> [DESCRIPTION OF THE TASK]:
As you look over the data below, please find each line where the word "retry" appears, then copy it.

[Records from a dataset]
= Beginning of Section =

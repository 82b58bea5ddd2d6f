//! Authenticated API call execution
//!
//! Every API call goes through [`RequestExecutor::execute`], which owns the
//! credential retry flow: a first HTTP 401 re-prompts once, a second one is
//! fatal, and credentials that succeed are written to the credential file.

use crate::app::client::http::{RawResponse, Transport};
use crate::app::models::ResponseBody;
use crate::app::router::ApiRequest;
use crate::auth::{CredentialPrompt, CredentialStore, Credentials};
use crate::errors::{ApiError, AuthError, ExecuteError};

/// Attempts allowed before a 401 becomes fatal
const MAX_AUTH_ATTEMPTS: u32 = 2;

/// Where the executor is in the credential flow
#[derive(Debug, Clone, Copy, PartialEq, Eq)]
pub enum AuthState {
    Unauthenticated,
    Authenticating { attempt: u32 },
    Authenticated,
    Failed,
}

/// Successful API response together with the credentials that produced it
#[derive(Debug, Clone)]
pub struct AuthenticatedResponse {
    pub body: Vec<u8>,
    pub credentials: Credentials,
    pub attempts: u32,
}

impl AuthenticatedResponse {
    pub fn text(&self) -> String {
        String::from_utf8_lossy(&self.body).into_owned()
    }

    pub fn classify(&self) -> ResponseBody {
        ResponseBody::classify(&self.text())
    }
}

/// Runs API calls with the 401 retry flow over any [`Transport`]
pub struct RequestExecutor<'a, T: Transport + ?Sized> {
    transport: &'a T,
    store: &'a CredentialStore,
    state: AuthState,
}

impl<'a, T: Transport + ?Sized> RequestExecutor<'a, T> {
    pub fn new(transport: &'a T, store: &'a CredentialStore) -> Self {
        Self {
            transport,
            store,
            state: AuthState::Unauthenticated,
        }
    }

    pub fn state(&self) -> AuthState {
        self.state
    }

    /// Perform `request` with `credentials`
    ///
    /// # Errors
    ///
    /// Returns `AuthError::InvalidCredentials` after two consecutive 401s,
    /// `ApiError::Status` for any other non-success status, and
    /// `AuthError::CredentialStorage` if working credentials cannot be saved.
    pub async fn execute(
        &mut self,
        request: &ApiRequest,
        credentials: Credentials,
        prompt: &mut dyn CredentialPrompt,
    ) -> Result<AuthenticatedResponse, ExecuteError> {
        let mut credentials = credentials;
        let mut attempt = 1;

        loop {
            self.state = AuthState::Authenticating { attempt };
            let response = self.transport.send(request, &credentials).await?;

            if response.is_unauthorized() {
                if attempt >= MAX_AUTH_ATTEMPTS {
                    tracing::warn!(
                        "Credentials for {} rejected {} times",
                        credentials.username,
                        attempt
                    );
                    self.state = AuthState::Failed;
                    return Err(AuthError::InvalidCredentials.into());
                }

                tracing::info!("Credentials for {} rejected, prompting again", credentials.username);
                prompt.notify_rejected();
                credentials = prompt.prompt()?;
                attempt += 1;
                continue;
            }

            return self.finish(response, credentials, attempt);
        }
    }

    fn finish(
        &mut self,
        response: RawResponse,
        credentials: Credentials,
        attempts: u32,
    ) -> Result<AuthenticatedResponse, ExecuteError> {
        if !response.is_success() {
            self.state = AuthState::Failed;
            return Err(ApiError::Status {
                status: response.status,
                body: response.text(),
            }
            .into());
        }

        self.store.save(&credentials)?;
        self.state = AuthState::Authenticated;

        Ok(AuthenticatedResponse {
            body: response.body,
            credentials,
            attempts,
        })
    }
}

#[cfg(test)]
mod tests {
    use super::*;
    use std::path::Path;
    use std::sync::Mutex;

    use async_trait::async_trait;
    use tempfile::tempdir;
    use url::Url;

    use crate::app::router::HttpMethod;
    use crate::errors::{ApiResult, AuthResult, DownloadResult};

    /// Replays canned statuses and records the usernames it was called with
    struct ScriptedTransport {
        statuses: Mutex<Vec<u16>>,
        seen: Mutex<Vec<String>>,
    }

    impl ScriptedTransport {
        fn new(statuses: &[u16]) -> Self {
            Self {
                statuses: Mutex::new(statuses.iter().rev().copied().collect()),
                seen: Mutex::new(Vec::new()),
            }
        }

        fn calls(&self) -> Vec<String> {
            self.seen.lock().unwrap().clone()
        }
    }

    #[async_trait]
    impl Transport for ScriptedTransport {
        async fn send(
            &self,
            _request: &ApiRequest,
            credentials: &Credentials,
        ) -> ApiResult<RawResponse> {
            self.seen.lock().unwrap().push(credentials.username.clone());
            let status = self.statuses.lock().unwrap().pop().unwrap_or(200);
            let body = if status == 200 { "{\"status\":\"ok\"}" } else { "denied" };
            Ok(RawResponse::new(status, body))
        }

        async fn login(&self, _login_url: &Url, _credentials: &Credentials) -> AuthResult<()> {
            Ok(())
        }

        async fn fetch_to_file(&self, _url: &str, _destination: &Path) -> DownloadResult<u64> {
            Ok(0)
        }
    }

    struct FixedPrompt {
        answer: Credentials,
        prompts: usize,
        rejections: usize,
    }

    impl FixedPrompt {
        fn new(username: &str, password: &str) -> Self {
            Self {
                answer: Credentials::new(username, password),
                prompts: 0,
                rejections: 0,
            }
        }
    }

    impl CredentialPrompt for FixedPrompt {
        fn prompt(&mut self) -> AuthResult<Credentials> {
            self.prompts += 1;
            Ok(self.answer.clone())
        }

        fn notify_rejected(&mut self) {
            self.rejections += 1;
        }
    }

    fn summary_request() -> ApiRequest {
        ApiRequest {
            method: HttpMethod::Get,
            url: Url::parse("https://rda.ucar.edu/apps/summary/ds083.2").unwrap(),
            body: None,
        }
    }

    #[tokio::test]
    async fn test_success_saves_credentials() {
        let temp_dir = tempdir().unwrap();
        let store = CredentialStore::new(temp_dir.path().join("rdamspw.txt"));
        let transport = ScriptedTransport::new(&[200]);
        let mut prompt = FixedPrompt::new("unused", "unused");

        let mut executor = RequestExecutor::new(&transport, &store);
        let response = executor
            .execute(&summary_request(), Credentials::new("jdoe", "secret"), &mut prompt)
            .await
            .unwrap();

        assert_eq!(response.attempts, 1);
        assert_eq!(executor.state(), AuthState::Authenticated);
        assert!(matches!(response.classify(), ResponseBody::Json(_)));
        assert_eq!(prompt.prompts, 0);

        let saved = std::fs::read_to_string(store.path()).unwrap();
        assert_eq!(saved, "jdoe,secret");
    }

    #[tokio::test]
    async fn test_single_401_reprompts_and_succeeds() {
        let temp_dir = tempdir().unwrap();
        let store = CredentialStore::new(temp_dir.path().join("rdamspw.txt"));
        let transport = ScriptedTransport::new(&[401, 200]);
        let mut prompt = FixedPrompt::new("jdoe", "right");

        let mut executor = RequestExecutor::new(&transport, &store);
        let response = executor
            .execute(&summary_request(), Credentials::new("jdoe", "wrong"), &mut prompt)
            .await
            .unwrap();

        assert_eq!(response.attempts, 2);
        assert_eq!(prompt.prompts, 1);
        assert_eq!(prompt.rejections, 1);
        assert_eq!(transport.calls().len(), 2);
        assert_eq!(std::fs::read_to_string(store.path()).unwrap(), "jdoe,right");
    }

    #[tokio::test]
    async fn test_two_401s_are_fatal_and_nothing_is_saved() {
        let temp_dir = tempdir().unwrap();
        let store = CredentialStore::new(temp_dir.path().join("rdamspw.txt"));
        let transport = ScriptedTransport::new(&[401, 401, 200]);
        let mut prompt = FixedPrompt::new("jdoe", "still-wrong");

        let mut executor = RequestExecutor::new(&transport, &store);
        let result = executor
            .execute(&summary_request(), Credentials::new("jdoe", "wrong"), &mut prompt)
            .await;

        assert!(matches!(
            result,
            Err(ExecuteError::Auth(AuthError::InvalidCredentials))
        ));
        assert_eq!(executor.state(), AuthState::Failed);
        assert_eq!(transport.calls().len(), 2);
        assert!(!store.path().exists());
    }

    #[tokio::test]
    async fn test_other_status_is_not_retried() {
        let temp_dir = tempdir().unwrap();
        let store = CredentialStore::new(temp_dir.path().join("rdamspw.txt"));
        let transport = ScriptedTransport::new(&[500]);
        let mut prompt = FixedPrompt::new("unused", "unused");

        let mut executor = RequestExecutor::new(&transport, &store);
        let result = executor
            .execute(&summary_request(), Credentials::new("jdoe", "secret"), &mut prompt)
            .await;

        match result {
            Err(ExecuteError::Api(ApiError::Status { status, body })) => {
                assert_eq!(status, 500);
                assert_eq!(body, "denied");
            }
            other => panic!("Expected ApiError::Status, got {:?}", other),
        }
        assert_eq!(prompt.prompts, 0);
        assert!(!store.path().exists());
    }
}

= End of Section =

> [OUTPUT OF THE EXERCISE]:
//! credential retry flow: a first HTTP 401 re-prompts once, a second one is
/// Runs API calls with the 401 retry flow over any [`Transport`]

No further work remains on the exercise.